Living a healthier life is well within your grasp, especially when you begin to make more conscious choices about the food you eat. The benefits of going organic are many, and it’s not hard to get started — especially once you know what to look for on grocery store shelves.
What Exactly Is Organic Food?
“Organic” means different things to different people, including your local growers. Though a wide range of farming practices seek to raise food sustainably and harvest healthy products, only certain foods can wear the organic label in the United States. In a nutshell, organic foods must be grown or raised without any of the following:
- Chemical or synthetic pesticides.
- Genetically modified organisms (GMOs) or bioengineered genes.
- Fertilizers made from petroleum products or sewage sludge.
Though it’s easy to see how these rules apply to plant-based foods like fruit, vegetables, and grain, they affect animal products somewhat differently. Organic meat, milk, cheese, and eggs can come only from animals who have been raised on organically grown feed, have not been fed antibiotics or growth hormones, and have been raised in such a way that they were allowed to behave as animals naturally would (as opposed to being tightly confined, for example).
Reasons to Embrace Organic Eating
Organic farming benefits both the people who consume organic food and the environment at large.

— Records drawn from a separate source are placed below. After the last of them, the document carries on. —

//! The thin admin surface (§6, SPEC_FULL ambient HTTP section): three
//! handlers that delegate straight to `PollingOrchestrator`, returning its
//! `Report`/`statistics()` bodies wrapped in the shared `ApiResponse`
//! envelope.

use axum::{extract::State, Json};
use std::sync::Arc;

use crate::services::poller::PollOptions;
use crate::utils::response::ApiResponse;
use crate::AppState;

/// Accepts `{}` (or any subset of `PollOptions`' fields) and runs one
/// cycle with the scheduler's own defaults filling in whatever was
/// omitted.
pub async fn poll(
    State(state): State<Arc<AppState>>,
    Json(opts): Json<PollOptions>,
) -> Json<ApiResponse<crate::services::orchestrator::Report>> {
    let report = state.orchestrator.poll_and_sync(opts).await;
    Json(ApiResponse::success(report))
}

pub async fn stats(
    State(state): State<Arc<AppState>>,
) -> Json<ApiResponse<crate::services::orchestrator::StatisticsSnapshot>> {
    Json(ApiResponse::success(state.orchestrator.statistics()))
}

pub async fn reset_stats(State(state): State<Arc<AppState>>) -> Json<ApiResponse<()>> {
    state.orchestrator.reset_statistics();
    Json(ApiResponse::success(()))
}
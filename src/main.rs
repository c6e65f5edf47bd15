use std::net::SocketAddr;
use std::sync::Arc;

use axum::{routing::get, Router};
use sqlx::postgres::PgPoolOptions;
use tower_http::cors::{Any, CorsLayer};
use tower_http::trace::TraceLayer;
use tracing_subscriber::{layer::SubscriberExt, util::SubscriberInitExt};

use order_sync::config::AppConfig;
use order_sync::gateway::reqwest_client::ReqwestStorefrontGateway;
use order_sync::metrics;
use order_sync::retry::RetryExecutor;
use order_sync::services::converter::OrderConverter;
use order_sync::services::customer_resolver::CustomerResolver;
use order_sync::services::orchestrator::PollingOrchestrator;
use order_sync::services::poller::{OrderPoller, PollOptions};
use order_sync::store::postgres::PgRmsStore;
use order_sync::{api, AppState};

#[tokio::main]
async fn main() -> anyhow::Result<()> {
    dotenvy::dotenv().ok();

    tracing_subscriber::registry()
        .with(
            tracing_subscriber::EnvFilter::try_from_default_env()
                .unwrap_or_else(|_| "order_sync=info,tower_http=info".into()),
        )
        .with(tracing_subscriber::fmt::layer())
        .init();

    let config = AppConfig::load()?;
    tracing::info!("starting order-sync v{}", env!("CARGO_PKG_VERSION"));

    let _metrics_handle = metrics::init_metrics();

    let pool = PgPoolOptions::new()
        .max_connections(config.database_max_connections)
        .connect(&config.database_url)
        .await?;
    tracing::info!("rms database connected");

    let http_client = reqwest::Client::builder()
        .timeout(std::time::Duration::from_secs(30))
        .build()?;

    let gateway = Arc::new(ReqwestStorefrontGateway::new(
        http_client,
        config.storefront_base_url.clone(),
        config.storefront_api_token.clone(),
    ));
    let store = Arc::new(PgRmsStore::new(pool));

    let storefront_executor = Arc::new(RetryExecutor::storefront());
    let rms_executor = Arc::new(RetryExecutor::rms());
    let sync_executor = Arc::new(RetryExecutor::sync());

    let customer_resolver = CustomerResolver::new(store.clone(), config.customer_resolver_config());
    let converter = OrderConverter::new(config.rms_store_id, config.shipping_item_id);

    let poller = OrderPoller::new(
        gateway,
        store,
        storefront_executor,
        rms_executor,
        sync_executor,
        converter,
        customer_resolver,
    );
    let orchestrator = PollingOrchestrator::new(poller);
    orchestrator.initialize().await;

    let state = Arc::new(AppState { config: config.clone(), orchestrator });

    if config.enable_order_polling {
        let scheduler_state = state.clone();
        tokio::spawn(async move {
            let mut ticker = tokio::time::interval(scheduler_state.config.poll_interval());
            ticker.tick().await; // first tick fires immediately; skip it, the scheduler waits a full interval
            loop {
                ticker.tick().await;
                let opts = PollOptions {
                    lookback_minutes: scheduler_state.config.order_polling_lookback_minutes,
                    batch_size: scheduler_state.config.batch_size(),
                    max_pages: scheduler_state.config.order_polling_max_pages,
                    dry_run: scheduler_state.config.dry_run,
                    financial_statuses: scheduler_state.config.allowed_financial_statuses(),
                    ..Default::default()
                };
                let report = scheduler_state.orchestrator.poll_and_sync(opts).await;
                tracing::info!(status = report.status, message = %report.message, "scheduled poll cycle finished");
            }
        });
        tracing::info!(
            interval_minutes = config.order_polling_interval_minutes,
            "background polling scheduler started"
        );
    } else {
        tracing::warn!("ORDER_SYNC__ENABLE_ORDER_POLLING is false, scheduler not started");
    }

    let app = Router::new()
        .route("/health", get(health_check))
        .merge(api::routes::create_router())
        .layer(
            CorsLayer::new()
                .allow_origin(Any)
                .allow_methods(Any)
                .allow_headers(Any),
        )
        .layer(TraceLayer::new_for_http())
        .with_state(state.clone());

    let addr = SocketAddr::from(([0, 0, 0, 0], state.config.http_port));
    tracing::info!("server listening on {}", addr);

    let listener = tokio::net::TcpListener::bind(addr).await?;
    axum::serve(listener, app).await?;

    state.orchestrator.close().await;
    Ok(())
}

async fn health_check() -> &'static str {
    "OK"
}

Because organic growing methods seek to maintain soil health and improve sustainability, they are far gentler on the land. Reduced pesticide use eliminates poisons from the environment that kill helpful insects, such as honeybees, while reduced fertilizer use prevents polluted runoff that can poison rivers and oceans. What’s more, conventionally raised meat contributes to the overuse of antibiotics, which contributes to the rise of superbacteria that aren’t easily controlled by current medications.
People who consume organic food are at less risk of ingesting pesticide residue, which can cause allergies, asthma, and symptoms related to mild poisoning. There’s also mounting evidence that organically grown food contains higher levels of nutrients, including antioxidants and omega-3 fatty acids, so eating organic is a healthier choice.
When to Buy Organic
If you eat animal products, going organic is crucial, as it protects you from exposure to pesticides from their feed as well as antibiotics and growth hormones. When it comes to vegetables and fruits, the most important thing for your health is to continue making fresh fruit and vegetables the go-to food in your diet.
To get the most benefits, it’s important to make organic choices whenever possible. You can minimize pesticide exposure by washing your produce before consuming and peeling any non-organically grown foods. The Environmental Working Group suggests focusing on buying organic when it comes to the foods most likely to be heavily laden with harmful pesticides. The EWG calls these foods the “dirty dozen” and strongly urges consumers to buy organic when it comes to these products. Get to know the “dirty dozen” and focus your efforts there.
On the other hand, some fruits and vegetables are relatively easy to grow and don’t require heavy pesticide use. The EWG calls these the “clean 15.” If your budget doesn’t allow you to buy everything organic, conventionally grown foods on this list are good choices, too.
Even if you phase in your organic food choices, you’ll be making incremental steps toward a healthier lifestyle for both you and the planet.